### TASK ITEM
Copy every record exactly. Nothing may be skipped.

====== RECORDS SUPPLIED

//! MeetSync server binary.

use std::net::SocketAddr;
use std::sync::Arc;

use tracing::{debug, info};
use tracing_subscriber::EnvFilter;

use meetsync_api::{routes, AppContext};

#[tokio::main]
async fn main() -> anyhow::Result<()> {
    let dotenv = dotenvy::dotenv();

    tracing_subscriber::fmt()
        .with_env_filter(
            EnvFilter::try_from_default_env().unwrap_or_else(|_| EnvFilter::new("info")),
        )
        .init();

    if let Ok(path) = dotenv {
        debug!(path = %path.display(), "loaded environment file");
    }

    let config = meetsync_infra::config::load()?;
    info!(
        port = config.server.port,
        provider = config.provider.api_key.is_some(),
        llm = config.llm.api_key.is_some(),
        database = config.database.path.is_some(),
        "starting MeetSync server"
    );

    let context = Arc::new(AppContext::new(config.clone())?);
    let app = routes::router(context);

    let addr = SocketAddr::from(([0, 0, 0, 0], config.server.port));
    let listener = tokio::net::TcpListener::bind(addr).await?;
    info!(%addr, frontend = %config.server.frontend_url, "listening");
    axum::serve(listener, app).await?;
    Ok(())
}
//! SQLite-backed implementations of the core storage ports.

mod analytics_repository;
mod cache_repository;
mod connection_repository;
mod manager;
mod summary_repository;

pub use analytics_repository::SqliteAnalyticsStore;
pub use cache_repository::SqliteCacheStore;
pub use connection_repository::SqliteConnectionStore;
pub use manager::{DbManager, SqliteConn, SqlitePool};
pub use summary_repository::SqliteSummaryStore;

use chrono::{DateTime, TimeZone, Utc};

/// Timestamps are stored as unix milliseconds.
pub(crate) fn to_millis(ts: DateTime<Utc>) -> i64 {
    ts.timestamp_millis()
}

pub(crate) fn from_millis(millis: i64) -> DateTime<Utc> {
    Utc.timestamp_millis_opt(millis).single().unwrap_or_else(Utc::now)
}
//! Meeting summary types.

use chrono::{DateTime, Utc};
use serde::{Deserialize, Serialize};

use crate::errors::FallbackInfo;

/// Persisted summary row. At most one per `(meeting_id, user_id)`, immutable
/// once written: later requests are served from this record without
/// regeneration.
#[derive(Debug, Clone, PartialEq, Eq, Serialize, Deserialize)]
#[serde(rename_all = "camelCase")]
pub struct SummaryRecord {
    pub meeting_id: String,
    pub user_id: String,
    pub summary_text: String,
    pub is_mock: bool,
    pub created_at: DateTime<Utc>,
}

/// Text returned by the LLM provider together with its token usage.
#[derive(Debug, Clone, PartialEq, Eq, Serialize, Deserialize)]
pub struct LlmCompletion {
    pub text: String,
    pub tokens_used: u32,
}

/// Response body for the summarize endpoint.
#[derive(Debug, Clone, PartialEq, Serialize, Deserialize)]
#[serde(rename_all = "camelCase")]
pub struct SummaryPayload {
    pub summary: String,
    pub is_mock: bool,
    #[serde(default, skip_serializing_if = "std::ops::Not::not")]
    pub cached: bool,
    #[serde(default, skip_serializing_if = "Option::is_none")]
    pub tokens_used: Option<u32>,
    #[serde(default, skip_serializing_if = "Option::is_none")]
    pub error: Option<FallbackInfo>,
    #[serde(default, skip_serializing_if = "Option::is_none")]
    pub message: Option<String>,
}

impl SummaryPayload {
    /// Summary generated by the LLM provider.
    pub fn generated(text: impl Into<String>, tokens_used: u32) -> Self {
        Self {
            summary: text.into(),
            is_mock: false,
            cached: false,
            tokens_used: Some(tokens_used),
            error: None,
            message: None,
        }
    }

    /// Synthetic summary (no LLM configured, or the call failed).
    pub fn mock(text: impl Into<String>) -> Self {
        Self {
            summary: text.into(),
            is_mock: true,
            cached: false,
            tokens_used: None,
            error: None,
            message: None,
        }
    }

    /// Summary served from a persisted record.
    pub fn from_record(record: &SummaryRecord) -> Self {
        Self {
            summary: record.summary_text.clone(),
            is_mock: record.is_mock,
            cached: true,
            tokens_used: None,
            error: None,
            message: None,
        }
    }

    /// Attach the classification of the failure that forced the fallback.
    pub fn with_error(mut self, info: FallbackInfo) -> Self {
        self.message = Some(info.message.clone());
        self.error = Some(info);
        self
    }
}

============

### RESPONSE
//! MeetSync server binary.

use std::net::SocketAddr;
use std::sync::Arc;

use tracing::{debug, info};
use tracing_subscriber::EnvFilter;

use meetsync_api::{routes, AppContext};

#[tokio::main]
async fn main() -> anyhow::Result<()> {
    let dotenv = dotenvy::dotenv();

    tracing_subscriber::fmt()
        .with_env_filter(
            EnvFilter::try_from_default_env().unwrap_or_else(|_| EnvFilter::new("info")),
        )
        .init();

    if let Ok(path) = dotenv {
        debug!(path = %path.display(), "loaded environment file");
    }

    let config = meetsync_infra::config::load()?;
    info!(
        port = config.server.port,
        provider = config.provider.api_key.is_some(),
        llm = config.llm.api_key.is_some(),
        database = config.database.path.is_some(),
        "starting MeetSync server"
    );

    let context = Arc::new(AppContext::new(config.clone())?);
    let app = routes::router(context);

    let addr = SocketAddr::from(([0, 0, 0, 0], config.server.port));
    let listener = tokio::net::TcpListener::bind(addr).await?;
    info!(%addr, frontend = %config.server.frontend_url, "listening");
    axum::serve(listener, app).await?;
    Ok(())
}
//! SQLite-backed implementations of the core storage ports.

mod analytics_repository;
mod cache_repository;
mod connection_repository;
mod manager;
mod summary_repository;

pub use analytics_repository::SqliteAnalyticsStore;
pub use cache_repository::SqliteCacheStore;
pub use connection_repository::SqliteConnectionStore;
pub use manager::{DbManager, SqliteConn, SqlitePool};
pub use summary_repository::SqliteSummaryStore;

use chrono::{DateTime, TimeZone, Utc};

/// Timestamps are stored as unix milliseconds.
pub(crate) fn to_millis(ts: DateTime<Utc>) -> i64 {
    ts.timestamp_millis()
}

pub(crate) fn from_millis(millis: i64) -> DateTime<Utc> {
    Utc.timestamp_millis_opt(millis).single().unwrap_or_else(Utc::now)
}
//! Meeting summary types.

use chrono::{DateTime, Utc};
use serde::{Deserialize, Serialize};

use crate::errors::FallbackInfo;

/// Persisted summary row. At most one per `(meeting_id, user_id)`, immutable
/// once written: later requests are served from this record without
/// regeneration.
#[derive(Debug, Clone, PartialEq, Eq, Serialize, Deserialize)]
#[serde(rename_all = "camelCase")]
pub struct SummaryRecord {
    pub meeting_id: String,
    pub user_id: String,
    pub summary_text: String,
    pub is_mock: bool,
    pub created_at: DateTime<Utc>,
}

/// Text returned by the LLM provider together with its token usage.
#[derive(Debug, Clone, PartialEq, Eq, Serialize, Deserialize)]
pub struct LlmCompletion {
    pub text: String,
    pub tokens_used: u32,
}

/// Response body for the summarize endpoint.
#[derive(Debug, Clone, PartialEq, Serialize, Deserialize)]
#[serde(rename_all = "camelCase")]
pub struct SummaryPayload {
    pub summary: String,
    pub is_mock: bool,
    #[serde(default, skip_serializing_if = "std::ops::Not::not")]
    pub cached: bool,
    #[serde(default, skip_serializing_if = "Option::is_none")]
    pub tokens_used: Option<u32>,
    #[serde(default, skip_serializing_if = "Option::is_none")]
    pub error: Option<FallbackInfo>,
    #[serde(default, skip_serializing_if = "Option::is_none")]
    pub message: Option<String>,
}

impl SummaryPayload {
    /// Summary generated by the LLM provider.
    pub fn generated(text: impl Into<String>, tokens_used: u32) -> Self {
        Self {
            summary: text.into(),
            is_mock: false,
            cached: false,
            tokens_used: Some(tokens_used),
            error: None,
            message: None,
        }
    }

    /// Synthetic summary (no LLM configured, or the call failed).
    pub fn mock(text: impl Into<String>) -> Self {
        Self {
            summary: text.into(),
            is_mock: true,
            cached: false,
            tokens_used: None,
            error: None,
            message: None,
        }
    }

    /// Summary served from a persisted record.
    pub fn from_record(record: &SummaryRecord) -> Self {
        Self {
            summary: record.summary_text.clone(),
            is_mock: record.is_mock,
            cached: true,
            tokens_used: None,
            error: None,
            message: None,
        }
    }

    /// Attach the classification of the failure that forced the fallback.
    pub fn with_error(mut self, info: FallbackInfo) -> Self {
        self.message = Some(info.message.clone());
        self.error = Some(info);
        self
    }
}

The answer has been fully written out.